* DATA SHOWN:
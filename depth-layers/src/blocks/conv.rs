//! # Convolution Blocks
//!
//! Fixed-size convolutions used throughout the decoder. `Conv3x3` pads by one
//! pixel (reflection by default) so the spatial size is preserved, then applies
//! batch norm and a leaky ReLU. `ConvBlock` adds an ELU on top of it.

use burn::{
    nn::{
        conv::{Conv2d, Conv2dConfig},
        BatchNorm, BatchNormConfig, LeakyRelu, LeakyReluConfig, PaddingConfig2d,
    },
    prelude::*,
};
use burn_extra_ops::{Elu, ReflectionPad2d, ReflectionPad2dConfig};

/// Configuration for the `Conv1x1` module.
#[derive(Config, Debug)]
pub struct Conv1x1Config {
    in_channels: usize,
    out_channels: usize,
    #[config(default = "false")]
    bias: bool,
}

impl Conv1x1Config {
    /// Initializes a `Conv1x1` module.
    pub fn init<B: Backend>(&self, device: &Device<B>) -> Conv1x1<B> {
        let conv = Conv2dConfig::new([self.in_channels, self.out_channels], [1, 1])
            .with_stride([1, 1])
            .with_bias(self.bias)
            .init(device);

        Conv1x1 { conv }
    }
}

/// Pointwise convolution.
#[derive(Module, Debug)]
pub struct Conv1x1<B: Backend> {
    conv: Conv2d<B>,
}

impl<B: Backend> Conv1x1<B> {
    pub fn forward(&self, x: Tensor<B, 4>) -> Tensor<B, 4> {
        self.conv.forward(x)
    }
}

/// Configuration for the `Conv3x3` module.
#[derive(Config, Debug)]
pub struct Conv3x3Config {
    /// Number of input channels.
    in_channels: usize,
    /// Number of output channels.
    out_channels: usize,
    /// Reflection padding when true, zero padding otherwise.
    #[config(default = "true")]
    use_refl: bool,
}

impl Conv3x3Config {
    /// Initializes a `Conv3x3` module.
    pub fn init<B: Backend>(&self, device: &Device<B>) -> Conv3x3<B> {
        // Zero padding folds into the convolution itself.
        let (pad, conv_padding) = if self.use_refl {
            (
                Some(ReflectionPad2dConfig::uniform(1).init()),
                PaddingConfig2d::Valid,
            )
        } else {
            (None, PaddingConfig2d::Explicit(1, 1))
        };

        let conv = Conv2dConfig::new([self.in_channels, self.out_channels], [3, 3])
            .with_padding(conv_padding)
            .init(device);
        let bn = BatchNormConfig::new(self.out_channels).init(device);
        let nonlin = LeakyReluConfig::new().init();

        Conv3x3 {
            pad,
            conv,
            bn,
            nonlin,
        }
    }
}

/// Padded 3x3 convolution followed by batch norm and leaky ReLU.
#[derive(Module, Debug)]
pub struct Conv3x3<B: Backend> {
    pad: Option<ReflectionPad2d>,
    conv: Conv2d<B>,
    bn: BatchNorm<B, 2>,
    nonlin: LeakyRelu,
}

impl<B: Backend> Conv3x3<B> {
    /// Number of channels the block expects.
    pub fn in_channels(&self) -> usize {
        self.conv.weight.val().dims()[1]
    }

    pub fn forward(&self, x: Tensor<B, 4>) -> Tensor<B, 4> {
        let x = match &self.pad {
            Some(pad) => pad.forward(x),
            None => x,
        };
        let x = self.conv.forward(x);
        let x = self.bn.forward(x);

        self.nonlin.forward(x)
    }
}

/// Configuration for the `ConvBlock` module.
#[derive(Config, Debug)]
pub struct ConvBlockConfig {
    in_channels: usize,
    out_channels: usize,
}

impl ConvBlockConfig {
    /// Initializes a `ConvBlock` module.
    pub fn init<B: Backend>(&self, device: &Device<B>) -> ConvBlock<B> {
        let conv = Conv3x3Config::new(self.in_channels, self.out_channels).init(device);

        ConvBlock {
            conv,
            nonlin: Elu::new(),
        }
    }
}

/// `Conv3x3` followed by ELU.
#[derive(Module, Debug)]
pub struct ConvBlock<B: Backend> {
    conv: Conv3x3<B>,
    nonlin: Elu,
}

impl<B: Backend> ConvBlock<B> {
    pub fn in_channels(&self) -> usize {
        self.conv.in_channels()
    }

    pub fn forward(&self, x: Tensor<B, 4>) -> Tensor<B, 4> {
        let out = self.conv.forward(x);
        self.nonlin.forward(out)
    }
}
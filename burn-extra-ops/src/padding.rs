//! # Spatial Padding
//!
//! Reflection padding over the two trailing (height, width) dimensions of a tensor.
//! Burn only ships constant padding, so reflection is assembled from narrowed
//! slices and a concatenation.
//!
//! Reflection follows the PyTorch `ReflectionPad2d` convention: the border pixel
//! itself is not repeated, so `[a, b, c]` padded by one becomes `[b, a, b, c, b]`.

use burn::{
    module::{Content, DisplaySettings, ModuleDisplay},
    prelude::*,
};

/// Reflects `tensor` across the borders of its last two dimensions.
///
/// `padding` is `[left, right, top, bottom]`.
///
/// # Panics
///
/// If the tensor has fewer than two dimensions, or if any pad amount is not
/// strictly smaller than the dimension it extends.
pub fn reflection_pad2d<B: Backend, const D: usize>(
    tensor: Tensor<B, D>,
    padding: [usize; 4],
) -> Tensor<B, D> {
    assert!(D >= 2, "Reflection padding needs at least 2 dimensions, got {D}");
    let [left, right, top, bottom] = padding;

    let tensor = reflect_dim(tensor, D - 2, top, bottom);
    reflect_dim(tensor, D - 1, left, right)
}

fn reflect_dim<B: Backend, const D: usize>(
    tensor: Tensor<B, D>,
    dim: usize,
    before: usize,
    after: usize,
) -> Tensor<B, D> {
    if before == 0 && after == 0 {
        return tensor;
    }

    let size = tensor.dims()[dim];
    assert!(
        before < size && after < size,
        "Reflection padding ({before}, {after}) must be smaller than dimension {dim} of size {size}"
    );

    let mut parts = Vec::with_capacity(before + after + 1);
    for i in (1..=before).rev() {
        parts.push(tensor.clone().narrow(dim, i, 1));
    }
    parts.push(tensor.clone());
    for i in 1..=after {
        parts.push(tensor.clone().narrow(dim, size - 1 - i, 1));
    }

    Tensor::cat(parts, dim)
}

/// Configuration for [ReflectionPad2d].
#[derive(Config, Debug)]
pub struct ReflectionPad2dConfig {
    /// Padding as `[left, right, top, bottom]`.
    pub padding: [usize; 4],
}

impl ReflectionPad2dConfig {
    /// Same padding on all four borders.
    pub fn uniform(padding: usize) -> Self {
        Self::new([padding; 4])
    }

    /// Initializes a [ReflectionPad2d] module.
    pub const fn init(&self) -> ReflectionPad2d {
        let [left, right, top, bottom] = self.padding;
        ReflectionPad2d {
            left,
            right,
            top,
            bottom,
        }
    }
}

/// Reflection padding layer.
#[derive(Module, Clone, Debug)]
#[module(custom_display)]
pub struct ReflectionPad2d {
    pub left: usize,
    pub right: usize,
    pub top: usize,
    pub bottom: usize,
}

impl ModuleDisplay for ReflectionPad2d {
    fn custom_settings(&self) -> Option<DisplaySettings> {
        DisplaySettings::new()
            .with_new_line_after_attribute(false)
            .optional()
    }

    fn custom_content(&self, content: Content) -> Option<Content> {
        content
            .add("left", &self.left)
            .add("right", &self.right)
            .add("top", &self.top)
            .add("bottom", &self.bottom)
            .optional()
    }
}

impl ReflectionPad2d {
    pub fn forward<B: Backend, const D: usize>(&self, input: Tensor<B, D>) -> Tensor<B, D> {
        reflection_pad2d(input, [self.left, self.right, self.top, self.bottom])
    }
}
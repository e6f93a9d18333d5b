//! # Pixel Shuffle
//!
//! Rearranges `[B, C * r^2, H, W]` into `[B, C, H * r, W * r]`, moving channel depth
//! into spatial resolution for sub-pixel upsampling. Element order matches
//! PyTorch's `PixelShuffle`.

use burn::prelude::*;

/// Applies pixel shuffle with the given upscale factor.
///
/// # Panics
///
/// If the channel count is not divisible by `upscale_factor^2`.
pub fn pixel_shuffle<B: Backend>(input: Tensor<B, 4>, upscale_factor: usize) -> Tensor<B, 4> {
    let [batch_size, channels, height, width] = input.dims();
    let factor = upscale_factor;
    let factor_squared = factor * factor;

    assert!(
        factor > 0 && channels % factor_squared == 0,
        "Pixel shuffle needs channels ({channels}) divisible by upscale_factor² ({factor_squared})"
    );

    let out_channels = channels / factor_squared;

    // [B, C, r, r, H, W] -> [B, C, H, r, W, r]
    input
        .reshape([batch_size, out_channels, factor, factor, height, width])
        .permute([0, 1, 4, 2, 5, 3])
        .reshape([batch_size, out_channels, height * factor, width * factor])
}

/// Pixel shuffle layer.
#[derive(Module, Clone, Debug)]
pub struct PixelShuffle {
    pub upscale_factor: usize,
}

impl PixelShuffle {
    pub const fn new(upscale_factor: usize) -> Self {
        Self { upscale_factor }
    }

    pub fn forward<B: Backend>(&self, input: Tensor<B, 4>) -> Tensor<B, 4> {
        pixel_shuffle(input, self.upscale_factor)
    }
}
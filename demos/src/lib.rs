//! Demos for the `depth-layers` crate.
//!
//! ## Available Binaries
//!
//! - `ssim_map`: SSIM dissimilarity map between two images
//! - `decoder`: run a `DepthDecoder` over a random feature pyramid
//!
//! ## Usage
//!
//! ```bash
//! cargo run --bin ssim_map -- reference.png candidate.png --output map.png
//! cargo run --bin decoder -- --height 192 --width 640
//! ```

pub mod backend;
pub mod image_io;

pub use backend::{create_device, SelectedBackend, SelectedDevice, BACKEND_NAME};
pub use image_io::{image_to_tensor, load_image, map_to_image};

/// Installs a `tracing` subscriber filtered by `RUST_LOG`, defaulting to `info`.
pub fn init_tracing() {
    let filter = tracing_subscriber::EnvFilter::try_from_default_env()
        .unwrap_or_else(|_| tracing_subscriber::EnvFilter::new("info"));
    tracing_subscriber::fmt().with_env_filter(filter).init();
}
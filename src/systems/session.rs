//! Per-session gameplay state and the single place it is mutated from.

use bevy_ecs::{
    event::EventWriter,
    resource::Resource,
    system::{Res, ResMut, SystemParam},
};
use tracing::{debug, info, trace};

use crate::constants::mechanics;
use crate::events::{DifficultyChanged, GameOverTriggered, SceneNotification};
use crate::systems::difficulty::{boundaries_crossed, DifficultyParameters, EscalationStep};
use crate::systems::factory::CarDescriptor;
use crate::systems::state::GameOverReason;

/// Points accumulated in the current session.
#[derive(Resource, Debug, Default, Clone, Copy, PartialEq)]
pub struct Score(pub f64);

/// Remaining fuel, in `0..=100`.
#[derive(Resource, Debug, Clone, Copy, PartialEq)]
pub struct Fuel(pub f32);

impl Default for Fuel {
    fn default() -> Self {
        Self(mechanics::MAX_FUEL)
    }
}

/// A resource to store the number of player lives.
#[derive(Resource, Debug, Clone, Copy, PartialEq, Eq)]
pub struct PlayerLives(pub u8);

impl Default for PlayerLives {
    fn default() -> Self {
        Self(mechanics::STARTING_LIVES)
    }
}

/// Set once the session has ended, cleared by a revive.
#[derive(Resource, Debug, Default, Clone, Copy, PartialEq, Eq)]
pub struct GameOver(pub bool);

/// Session-scoped settings resolved when the scene is built.
#[derive(Resource, Debug, Clone)]
pub struct SessionContext {
    /// The car the player drives.
    pub player_car: CarDescriptor,
    /// Difficulty a fresh session starts from.
    pub baseline: DifficultyParameters,
    pub fuel_pickup_refill: f32,
    pub enforce_collision_shapes: bool,
    /// Number of sessions started by this scene.
    pub sessions: u32,
}

/// Every write to score, fuel and lives goes through here, so escalation, game-over
/// detection and observer notifications can never be skipped.
#[derive(SystemParam)]
pub struct ScoreKeeper<'w> {
    score: ResMut<'w, Score>,
    fuel: ResMut<'w, Fuel>,
    lives: ResMut<'w, PlayerLives>,
    game_over: ResMut<'w, GameOver>,
    difficulty: ResMut<'w, DifficultyParameters>,
    step: Res<'w, EscalationStep>,
    difficulty_changed: EventWriter<'w, DifficultyChanged>,
    game_over_triggered: EventWriter<'w, GameOverTriggered>,
    notifications: EventWriter<'w, SceneNotification>,
}

impl ScoreKeeper<'_> {
    pub fn score(&self) -> f64 {
        self.score.0
    }

    pub fn fuel(&self) -> f32 {
        self.fuel.0
    }

    pub fn lives(&self) -> u8 {
        self.lives.0
    }

    pub fn is_game_over(&self) -> bool {
        self.game_over.0
    }

    pub fn difficulty(&self) -> &DifficultyParameters {
        &self.difficulty
    }

    pub fn notify(&mut self, notification: SceneNotification) {
        self.notifications.write(notification);
    }

    pub fn add_score(&mut self, amount: f64) {
        let total = self.score.0 + amount;
        self.set_score(total);
    }

    /// Stores a new score, escalating the difficulty once for every multiple of 100 crossed.
    pub fn set_score(&mut self, score: f64) {
        let score = score.max(0.0);
        let crossed = boundaries_crossed(self.score.0, score);

        for _ in 0..crossed {
            self.difficulty.escalate(&self.step);
            debug!(
                level = self.difficulty.level,
                car_interval = self.difficulty.car_spawn_interval,
                fall_duration = self.difficulty.fall_duration,
                "Difficulty escalated"
            );
            self.difficulty_changed.write(DifficultyChanged {
                level: self.difficulty.level,
            });
        }

        self.score.0 = score;
        self.notifications.write(SceneNotification::ScoreUpdated(score));
    }

    /// Stores a new fuel level, clamped to the tank. An empty tank ends the session.
    pub fn set_fuel(&mut self, fuel: f32) {
        let fuel = fuel.clamp(0.0, mechanics::MAX_FUEL);
        self.fuel.0 = fuel;
        self.notifications.write(SceneNotification::FuelUpdated(fuel));

        if fuel <= 0.0 {
            self.finish(GameOverReason::RunningOutOfFuel);
        }
    }

    /// Burns one period's worth of fuel. Does nothing once the session is over.
    pub fn burn_fuel(&mut self) {
        if self.game_over.0 {
            return;
        }

        let remaining = (self.fuel.0 - self.difficulty.fuel_consumption).max(0.0);
        trace!(remaining, "Fuel burned");
        self.set_fuel(remaining);
    }

    /// Observers hear about the new count before it is stored. Zero lives ends the session.
    pub fn set_lives(&mut self, lives: u8) {
        self.notifications.write(SceneNotification::LifeCountWillUpdate(lives));
        self.lives.0 = lives;

        if lives == 0 {
            self.finish(GameOverReason::Crash);
        }
    }

    pub fn lose_life(&mut self) {
        let remaining = self.lives.0.saturating_sub(1);
        debug!(remaining, "Player lost a life");
        self.set_lives(remaining);
    }

    /// Ends the session. Returns false if it had already ended.
    pub fn finish(&mut self, reason: GameOverReason) -> bool {
        if self.game_over.0 {
            return false;
        }

        self.game_over.0 = true;
        info!(?reason, score = self.score.0, "Game over");
        self.game_over_triggered.write(GameOverTriggered(reason));
        true
    }

    /// Restores a playable session after a reward: at least one life and a full tank.
    pub fn revive(&mut self) {
        self.game_over.0 = false;
        let lives = self.lives.0.max(1);
        self.set_lives(lives);
        self.set_fuel(mechanics::MAX_FUEL);
    }
}
//! Headless driver: plays one session with a scripted tilt pattern and logs what happens.

use std::cell::Cell;
use std::rc::Rc;
use std::time::{Duration, Instant};

use clap::Parser;
use drive_fast::config::{DeviceClass, SceneConfig};
use drive_fast::constants::LOOP_TIME;
use drive_fast::game::{GameScene, SceneDelegate, SceneHandle};
use drive_fast::logging;
use drive_fast::systems::state::SceneState;
use glam::Vec2;
use thousands::Separable;
use tracing::{debug, info};

/// Command-line overrides on top of the environment configuration.
#[derive(Debug, Parser)]
#[command(author, version, about, long_about = None)]
struct Args {
    /// Stop after this many ticks instead of waiting for the session to go home.
    #[arg(short, long, value_name = "COUNT", value_parser = clap::value_parser!(u64).range(1..))]
    ticks: Option<u64>,
    /// Seed for traffic and pickup placement.
    #[arg(short, long)]
    seed: Option<u64>,
    /// Lay the road out for a tablet (4:3 playfield, five lanes).
    #[arg(long)]
    tablet: bool,
}

/// Logs every notification and plays the part of the host application: the first time
/// an advertisement is due it "shows" one and revives the player.
struct LoggingDelegate {
    handle: SceneHandle,
    finished: Cell<bool>,
}

impl SceneDelegate for LoggingDelegate {
    fn did_update_score(&self, score: f64) {
        debug!(score, "Score updated");
    }

    fn will_update_life_count(&self, count: u8) {
        info!(count, "Life count changing");
    }

    fn did_update_remaining_fuel(&self, fuel: f32) {
        debug!(fuel, "Fuel updated");
    }

    fn did_finish_game(&self, score: f64) {
        info!(score = (score as u64).separate_with_commas(), "Game finished");
    }

    fn did_update_game_state(&self, state: SceneState) {
        info!(%state, "Game state updated");
        match state {
            SceneState::Advertisement => {
                info!("Presenting reward ad");
                self.handle.will_present_reward_ad();
                self.handle.did_get_reward();
            }
            SceneState::Home => self.finished.set(true),
            _ => {}
        }
    }
}

/// Sways left and right, drifting slowly up and down the road.
fn tilt_at(seconds: f32) -> Vec2 {
    Vec2::new((seconds * 0.9).sin() * 0.6, (seconds * 0.25).sin() * 0.2)
}

fn main() -> anyhow::Result<()> {
    logging::setup_logging()?;

    let args = Args::parse();
    let mut config = SceneConfig::load()?;
    if args.seed.is_some() {
        config.seed = args.seed;
    }
    if args.tablet {
        config.device = DeviceClass::Tablet;
        config.width = config.height * 0.75;
    }

    let mut scene = GameScene::new(config)?;
    let delegate = Rc::new(LoggingDelegate {
        handle: scene.handle(),
        finished: Cell::new(false),
    });
    scene.set_delegate(&delegate);
    let tilt = scene.motion_channel();
    scene.start()?;

    info!(loop_time = ?LOOP_TIME, limit = ?args.ticks, "Starting game loop");

    let started = Instant::now();
    let mut last_tick = started;
    loop {
        let start = Instant::now();
        let dt = start.duration_since(last_tick).as_secs_f32();
        last_tick = start;

        // The receiving end lives as long as the scene does.
        let _ = tilt.send(tilt_at(started.elapsed().as_secs_f32()));
        scene.tick(dt);

        if delegate.finished.get() || args.ticks.is_some_and(|limit| scene.ticks() >= limit) {
            break;
        }

        let elapsed = start.elapsed();
        if elapsed < LOOP_TIME {
            let time = LOOP_TIME.saturating_sub(elapsed);
            if time != Duration::ZERO {
                spin_sleep::sleep(time);
            }
        }
    }

    info!(
        ticks = scene.ticks().separate_with_commas(),
        score = (scene.score() as u64).separate_with_commas(),
        state = %scene.state(),
        "Session ended"
    );
    Ok(())
}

* YOUR ASSIGNMENT: From the data above, reproduce word for word the lines running from the line with "let remaining = (self.fuel.0" to the line with "lives ends the session.", ends included.

* EXPECTED ANSWER:
        let remaining = (self.fuel.0 - self.difficulty.fuel_consumption).max(0.0);
        trace!(remaining, "Fuel burned");
        self.set_fuel(remaining);
    }

    /// Observers hear about the new count before it is stored. Zero lives ends the session.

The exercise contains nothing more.